Possible bug with the keyboard_tasklet?

From: Ryan Bradetich (rbradetich@uswest.net)
Date: Fri Nov 30 2001 - 01:12:39 EST


Hello linux hackers,

I am a relatively new kernel hacker working on the parisc-linux port,
and I think I found a BUG in the arch independant code involving the
keyboard_tasklet. The problem represented itself as a system hang
when I enabled CONFIG_SMP on my C200+. I am posting to this list, so
hopefully someone can verify the problem and help devise a solution to
fix the problem properly.

Problem Description:
------------------------------------------------------------------------
I tracking the problem down to the following infinate loop in
tasklet_action() from kernel/softirq.c.

while (list) {
        struct tasklet_struct *t = list;

        list = list->next;

        if (tasklet_trylock(t)) {
                if (!atomic_read(&t->count)) {
                        if (!test_and_clear_bit(TASKLET_STATE_SCHED,
&t->state))
                                BUG();
                        t->func(t->data);
                        tasklet_unlock(t);
                        continue;
                }
                tasklet_unlock(t);
        }

        local_irq_disable();
        t->next = tasklet_vec[cpu].list;
        tasklet_vec[cpu].list = t;
        __cpu_raise_softirq(cpu, TASKLET_SOFTIRQ);
        local_irq_enable();
}

I eventually figured out that the if(!atomic_read(&t->count)) was
failing... and the task would be added back into the list via the
following two lines of code:

        t->next = tasklet_vec[cpu].list;
        tasklet_vec[cpu].list = t;

This loop would never end since the atomic_read(&t->count) was always
non-zero, and the task was always being re-added to the list.

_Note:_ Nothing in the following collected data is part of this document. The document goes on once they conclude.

//! Replay: re-executing workflow logic against recorded history
//!
//! A history is cut into turns at each `WorkflowTaskCompleted` event. For
//! every historical turn the runner reveals the input events the task saw
//! when it started, polls the workflow until it stops making progress, and
//! checks that the commands it produced are exactly the command events
//! recorded after that boundary. The commands of the final, live turn are
//! the new decisions of the workflow task.
//!
//! The workflow future is polled with a no-op waker: every suspension point
//! reads revealed state directly, so re-polling after each batch of events
//! is all the scheduling it needs.

use crate::context::{WorkflowContext, WorkflowInfo};
use crate::definition::{WorkflowDefinition, WorkflowFuture};
use chrono::{DateTime, Utc};
use futures::task::noop_waker_ref;
use std::collections::HashMap;
use std::task::{Context, Poll};
use workflow_types::*;

/// Upper bound on polls within one turn; each productive poll resolves at
/// least one suspension point, so only a runaway condition reaches it.
const MAX_POLLS_PER_TURN: usize = 10_000;

/// Error type of the failure recorded for a non-deterministic workflow
pub const NON_DETERMINISTIC_ERROR: &str = "NonDeterministicWorkflow";

struct Turn {
    inputs: Vec<EventKind>,
    task_time: DateTime<Utc>,
    recorded: Vec<EventKind>,
}

/// Replays one execution's history and runs its next turn
pub struct ReplayRunner {
    key: ExecutionKey,
    ctx: WorkflowContext,
    future: Option<WorkflowFuture>,
    result: Option<Result<Payload, Failure>>,
    turns: Vec<Turn>,
    pending_inputs: Vec<EventKind>,
}

impl ReplayRunner {
    /// Prepare a run of `definition` over `history`
    pub fn new(
        definition: &dyn WorkflowDefinition,
        run_id: RunId,
        history: &[HistoryEvent],
    ) -> WorkflowResult<Self> {
        let (started, rest) = history
            .split_first()
            .ok_or_else(|| WorkflowError::HistoryCorrupted("empty history".into()))?;
        let EventKind::WorkflowExecutionStarted {
            workflow_type,
            workflow_id,
            task_queue,
            input,
            parent,
            ..
        } = &started.kind
        else {
            return Err(WorkflowError::HistoryCorrupted(format!(
                "history starts with {}",
                started.kind.name()
            )));
        };

        let key = ExecutionKey::new(workflow_id.clone(), run_id.clone());
        let (turns, pending_inputs) = split_turns(&key, rest)?;
        let markers: HashMap<String, Payload> = rest
            .iter()
            .filter_map(|e| match &e.kind {
                EventKind::MarkerRecorded { name, value } => Some((name.clone(), value.clone())),
                _ => None,
            })
            .collect();

        let ctx = WorkflowContext::new(
            WorkflowInfo {
                workflow_id: workflow_id.clone(),
                run_id,
                workflow_type: workflow_type.clone(),
                task_queue: task_queue.clone(),
                parent: parent.as_ref().map(|p| p.key.clone()),
                started_at: started.timestamp,
            },
            markers,
        );
        let future = definition.run(ctx.clone(), input.clone());

        Ok(Self {
            key,
            ctx,
            future: Some(future),
            result: None,
            turns,
            pending_inputs,
        })
    }

    /// Re-execute every recorded turn, verifying the decisions
    pub fn replay(&mut self) -> WorkflowResult<()> {
        self.ctx.set_replaying(true);
        let turns = std::mem::take(&mut self.turns);
        for (index, turn) in turns.into_iter().enumerate() {
            for input in &turn.inputs {
                self.ctx.apply(input);
            }
            self.ctx.set_now(turn.task_time);
            self.poll_until_stalled();
            let produced = self.ctx.take_commands();
            self.verify(index + 1, &produced, &turn.recorded)?;
        }
        self.ctx.set_replaying(false);
        Ok(())
    }

    /// Run the live turn: reveal unprocessed events and return new commands
    pub fn run_turn(&mut self, task_time: DateTime<Utc>) -> Vec<Command> {
        self.ctx.set_replaying(false);
        for input in std::mem::take(&mut self.pending_inputs) {
            self.ctx.apply(&input);
        }
        self.ctx.set_now(task_time);
        self.poll_until_stalled();
        self.ctx.take_commands()
    }

    /// The workflow's return value, once it has returned
    pub fn result(&self) -> Option<&Result<Payload, Failure>> {
        self.result.as_ref()
    }

    pub fn is_finished(&self) -> bool {
        self.result.is_some()
    }

    fn poll_until_stalled(&mut self) {
        let mut cx = Context::from_waker(noop_waker_ref());
        for _ in 0..MAX_POLLS_PER_TURN {
            let Some(future) = self.future.as_mut() else {
                return;
            };
            let before = self.ctx.generation();
            let poll = future.as_mut().poll(&mut cx);
            if let Poll::Ready(result) = poll {
                self.future = None;
                self.ctx.emit(self.closing_command(&result));
                self.result = Some(result);
                return;
            }
            if self.ctx.generation() == before {
                return;
            }
        }
        tracing::warn!(execution = %self.key, "Workflow kept making progress without settling");
    }

    fn closing_command(&self, result: &Result<Payload, Failure>) -> Command {
        match result {
            Ok(value) => Command::CompleteWorkflow {
                result: value.clone(),
            },
            Err(failure) if failure.is_cancelled() && self.ctx.is_cancel_requested() => {
                Command::CancelWorkflow {
                    failure: failure.clone(),
                }
            }
            Err(failure) => Command::FailWorkflow {
                failure: failure.clone(),
            },
        }
    }

    fn verify(&self, turn: usize, produced: &[Command], recorded: &[EventKind]) -> WorkflowResult<()> {
        for (index, expected) in recorded.iter().enumerate() {
            match produced.get(index) {
                Some(command) if command.matches_event(expected) => {}
                Some(command) => {
                    return Err(self.non_determinism(format!(
                        "turn {}: produced {} where history recorded {}",
                        turn,
                        command.name(),
                        expected.name()
                    )))
                }
                None => {
                    return Err(self.non_determinism(format!(
                        "turn {}: history recorded {} but the workflow did not produce it",
                        turn,
                        expected.name()
                    )))
                }
            }
        }
        if let Some(extra) = produced.get(recorded.len()) {
            return Err(self.non_determinism(format!(
                "turn {}: produced {} which history does not record",
                turn,
                extra.name()
            )));
        }
        Ok(())
    }

    fn non_determinism(&self, message: String) -> WorkflowError {
        WorkflowError::NonDeterminism {
            key: self.key.clone(),
            message,
        }
    }
}

/// Cut history (after the start event) into recorded turns plus the input
/// events that arrived after the last boundary.
///
/// A turn sees the inputs recorded before its `WorkflowTaskStarted`; inputs
/// recorded while the task ran are carried to the following turn. History
/// ends at a `WorkflowTaskFailed`: the logic made no decisions there and the
/// terminal event after it was written by the engine.
fn split_turns(key: &ExecutionKey, events: &[HistoryEvent]) -> WorkflowResult<(Vec<Turn>, Vec<EventKind>)> {
    let mut turns = Vec::new();
    let mut inputs = Vec::new();
    let mut seen_at_start: Option<usize> = None;
    let mut current: Option<Turn> = None;

    for event in events {
        match &event.kind {
            EventKind::WorkflowTaskStarted => seen_at_start = Some(inputs.len()),
            EventKind::WorkflowTaskCompleted { task_time } => {
                let seen = seen_at_start.take().unwrap_or(inputs.len());
                let later = inputs.split_off(seen);
                turns.extend(current.take());
                current = Some(Turn {
                    inputs: std::mem::replace(&mut inputs, later),
                    task_time: *task_time,
                    recorded: Vec::new(),
                });
            }
            EventKind::WorkflowTaskFailed { .. } => {
                turns.extend(current);
                return Ok((turns, Vec::new()));
            }
            kind if kind.is_command() => match current.as_mut() {
                Some(turn) => turn.recorded.push(kind.clone()),
                None => {
                    return Err(WorkflowError::HistoryCorrupted(format!(
                        "{}: {} recorded before any workflow task",
                        key,
                        kind.name()
                    )))
                }
            },
            kind if kind.is_input() => inputs.push(kind.clone()),
            _ => {}
        }
    }
    turns.extend(current);
    Ok((turns, inputs))
}

/// Outcome of a workflow task
#[derive(Clone, Debug, PartialEq)]
pub struct TaskOutcome {
    pub commands: Vec<Command>,
}

/// Replay `history` and run the next turn at `task_time`
pub fn run_workflow_task(
    definition: &dyn WorkflowDefinition,
    run_id: RunId,
    history: &[HistoryEvent],
    task_time: DateTime<Utc>,
) -> WorkflowResult<TaskOutcome> {
    let mut runner = ReplayRunner::new(definition, run_id, history)?;
    runner.replay()?;
    Ok(TaskOutcome {
        commands: runner.run_turn(task_time),
    })
}

/// Re-run a recorded history and return what the workflow returned.
///
/// Fails with `NonDeterminism` if the logic no longer makes the recorded
/// decisions; returns `None` if the history ends before the logic returns.
pub fn replay_history(
    definition: &dyn WorkflowDefinition,
    run_id: RunId,
    history: &[HistoryEvent],
) -> WorkflowResult<Option<Result<Payload, Failure>>> {
    let mut runner = ReplayRunner::new(definition, run_id, history)?;
    runner.replay()?;
    Ok(runner.result().cloned())
}

/// Failure recorded on an execution whose logic diverged from its history
pub fn non_determinism_failure(error: &WorkflowError) -> Failure {
    Failure::non_retryable(NON_DETERMINISTIC_ERROR, error.to_string())
}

Debugging the loop further showed me the keyboard_tasklet was
the culprit task causing the infinate loop. I eventually figured out
that the keyboard_tasklet->count was being initialized to 1 by the
following macro from include/linux/interrupt.h:

        #define DECLARE_TASKLET_DISABLED(name, func, data) \
        struct tasklet_struct name = { NULL, 0, ATOMIC_INIT(1), func,
data }

I also figurd out that the keyboard_tasklet was being scheduled via the
schedule_tasklet() before the enable_tasklet() was called it. (The
enable_tasklet() provides a memory barrior, then calls atomic_dec()
on the ->count of the tasklet, making it 0).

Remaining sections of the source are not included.